Yep, that’s right. I’m an official promoter of the event. And not just because I’m a beloved sports blog personality. I’m promoting it because I simply cannot imagine a more awesome combination of three things I love. Specifically:
- Riding: The Utah Tour de Donut is a three-lap road race around a seven-mile course in American Fork Utah. I like the fact that it’s not a long course. I like the fact that it’s not a steep course. I like the fact that if I get lost on the course I’ll probably still find my way home.
- Eating: At the beginning of each of the three laps, you have the opportunity to eat as many donuts as you want (i.e., can stand). Each donut you eat knocks three minutes off your time. The winner each year has finished with a negative amount of time. I expect to do well in this race, but I do not expect to win. The guy to the right — Regan Fackrell (his real name) — is the returning champion, and frankly I don’t think I have a prayer, because Regan actually trains for the event, using techniques champion food-eating contest pros use. Still: I can try, darnit.
- Cancer Fighting: In addition to local projects, this year — at my request — the Utah Tour de Donut will be benefitting LiveStrong.
I don’t know if I’ll ride the beach cruiser tandem with The Runner, ride solo, or ride a tandem with alternating twins. I see benefits with all possibilities. In any case, this is going to be a silly, fun, puketastic race that will also do a lot of good. I’m really excited to be part of it.
And I’d like you to be part of it with me.
How You Can Participate, Even If You’re Not a Local
The most awesome way you can be part of the Utah Tour de Donut is to come ride it with me. But taking a quick glance at my reader stats, I see I have quite a few more readers in Australia than I do in Utah, and — sadly — I expect most of you aren’t going to make the trip.
But you can still participate, through the medium of donating to the cause, in exchange for which I will do your bidding. Here’s how it will work:
- If you donate $10, I will loudly (as in “shouting at the top of my lungs”) proclaim — before eating a donut — that I am eating it on your behalf. You can do multiples of $10, too. If you want to get really specific about which lap you want me to eat your donut, just say. If I get way more donations for this, I will delegate some of the eating to The Runner, The Swimmer (we’re currently trying to persuade The Swimmer to ride tandem with The Runner) or to one of the twins. But I’ll still do the shouting.
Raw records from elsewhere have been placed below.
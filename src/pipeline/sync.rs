// SPDX-License-Identifier: GPL-3.0-only

//! Color / depth frame synchronizer
//!
//! Pairs each color frame with the most recently observed depth frame.
//! Two operating modes, selected by how the source delivers frames:
//!
//! - independent callbacks: color and depth arrive on separate, unordered
//!   event streams. Each color event pairs against the one-deep cache of
//!   the last observed depth frame, possibly none, possibly stale; a depth
//!   event only refreshes the cache.
//! - synchronized: the source emits matched (color, depth) tuples aligned
//!   to one capture window, with either leg possibly dropped for the tick.
//!
//! Neither mode blocks or queues; pairing is a cache lookup.

use crate::frame::{DepthFrame, Frame};

/// A color frame paired with the last observed depth frame
///
/// Never mutated after emission.
#[derive(Debug)]
pub struct SyncedPair {
    pub color: Frame,
    pub depth: Option<DepthFrame>,
    /// Whether a depth frame was cached at pairing time. Says nothing
    /// about temporal alignment; the cached frame may be arbitrarily old.
    pub both_present: bool,
}

/// Pairs independently timed color and depth events
#[derive(Debug, Default)]
pub struct FrameSynchronizer {
    last_depth: Option<DepthFrame>,
}

impl FrameSynchronizer {
    pub fn new() -> Self {
        Self { last_depth: None }
    }

    /// Independent-callback mode: pair a color event against the cache
    pub fn on_color(&mut self, color: Frame) -> SyncedPair {
        let depth = self.last_depth.clone();
        SyncedPair {
            both_present: depth.is_some(),
            color,
            depth,
        }
    }

    /// Independent-callback mode: a depth event refreshes the cache
    pub fn on_depth(&mut self, depth: DepthFrame) {
        self.last_depth = Some(depth);
    }

    /// Synchronized mode: one tick of a coupled source
    ///
    /// A `None` leg was dropped at the source for this tick; that is
    /// absence, not an error. Returns a pair only when color survived.
    pub fn on_synchronized(
        &mut self,
        color: Option<Frame>,
        depth: Option<DepthFrame>,
    ) -> Option<SyncedPair> {
        if let Some(depth) = depth {
            self.last_depth = Some(depth);
        }
        color.map(|color| self.on_color(color))
    }

    /// The most recently observed depth frame, if any
    pub fn last_depth(&self) -> Option<&DepthFrame> {
        self.last_depth.as_ref()
    }

    /// Clear the one-deep cache
    pub fn reset(&mut self) {
        self.last_depth = None;
    }
}

#[cfg(test)]
mod tests {
    use super::*;
    use crate::frame::{DepthFormatDescriptor, FrameDescriptor, PixelFormat};
    use std::time::Duration;

    fn color_at(ms: u64) -> Frame {
        Frame::new(
            FrameDescriptor::new(PixelFormat::Bgra8, 2, 2),
            Duration::from_millis(ms),
        )
    }

    fn depth_at(ms: u64) -> DepthFrame {
        DepthFrame::new(
            DepthFormatDescriptor::new(2, 2, 0.0, 5.0),
            vec![1.0; 4],
            Duration::from_millis(ms),
        )
        .unwrap()
    }

    #[test]
    fn test_color_without_depth_is_unpaired() {
        let mut sync = FrameSynchronizer::new();
        let pair = sync.on_color(color_at(0));
        assert!(!pair.both_present);
        assert!(pair.depth.is_none());
    }

    #[test]
    fn test_cached_depth_is_attached() {
        let mut sync = FrameSynchronizer::new();
        sync.on_depth(depth_at(10));
        let pair = sync.on_color(color_at(40));
        assert!(pair.both_present);
        assert_eq!(
            pair.depth.unwrap().timestamp(),
            Duration::from_millis(10)
        );
    }

    #[test]
    fn test_stale_depth_still_pairs() {
        // The cache has no freshness bound; the compositor decides what
        // to do with an old visualization.
        let mut sync = FrameSynchronizer::new();
        sync.on_depth(depth_at(10));
        let pair = sync.on_color(color_at(5000));
        assert!(pair.both_present);
    }

    #[test]
    fn test_cache_is_one_deep() {
        let mut sync = FrameSynchronizer::new();
        sync.on_depth(depth_at(10));
        sync.on_depth(depth_at(80));
        let pair = sync.on_color(color_at(90));
        assert_eq!(
            pair.depth.unwrap().timestamp(),
            Duration::from_millis(80)
        );
    }

    #[test]
    fn test_synchronized_tick_with_both_legs() {
        let mut sync = FrameSynchronizer::new();
        let pair = sync
            .on_synchronized(Some(color_at(33)), Some(depth_at(33)))
            .unwrap();
        assert!(pair.both_present);
    }

    #[test]
    fn test_synchronized_dropped_depth_leg() {
        let mut sync = FrameSynchronizer::new();
        sync.on_synchronized(Some(color_at(0)), Some(depth_at(0)));
        // Depth leg dropped this tick: the cached frame still pairs.
        let pair = sync.on_synchronized(Some(color_at(33)), None).unwrap();
        assert!(pair.both_present);
    }

    #[test]
    fn test_synchronized_dropped_color_leg() {
        let mut sync = FrameSynchronizer::new();
        assert!(sync.on_synchronized(None, Some(depth_at(0))).is_none());
        assert!(sync.last_depth().is_some());
    }

    #[test]
    fn test_reset_clears_cache() {
        let mut sync = FrameSynchronizer::new();
        sync.on_depth(depth_at(0));
        sync.reset();
        assert!(sync.last_depth().is_none());
        assert!(!sync.on_color(color_at(0)).both_present);
    }
}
- If you donate $50, I will write your name (or short phrase of your choosing), in a Sharpie color of your choosing on a visible place on my body or — if I run out of room on my body — jersey. So in a way, you’ll be riding with me. And I promise to try not to throw up on your name.
- $If you donate $100, I will write your name (or short phrase of your choosing) in Sharpie on a place of your choosing. Yes, that can include on the top of my head, on my (awesome) quads, or on my face. I have no shame.
To participate with me this way, go to the Tour de Donut site and click the Donate button down toward the bottom-left of the page. When you get your email receipt, forward it on to me (my email address is “email@example.com”) with instructions on what to do.
If You ARE a Local, Come Ride With Me
If you do happen to live in the area, head on over to the Tour de Donut Registration Page, where you can get details about the race. Register as a family, solo, or a tandem. Or if you’d like to come join the fun but aren’t in the mood to compete, why don’t you volunteer?
And please, wear your Fat Cyclist jersey (or t-shirt, whatever) if you’ve got one. Trust me, this is one occasion where nobody’s going to question what it means.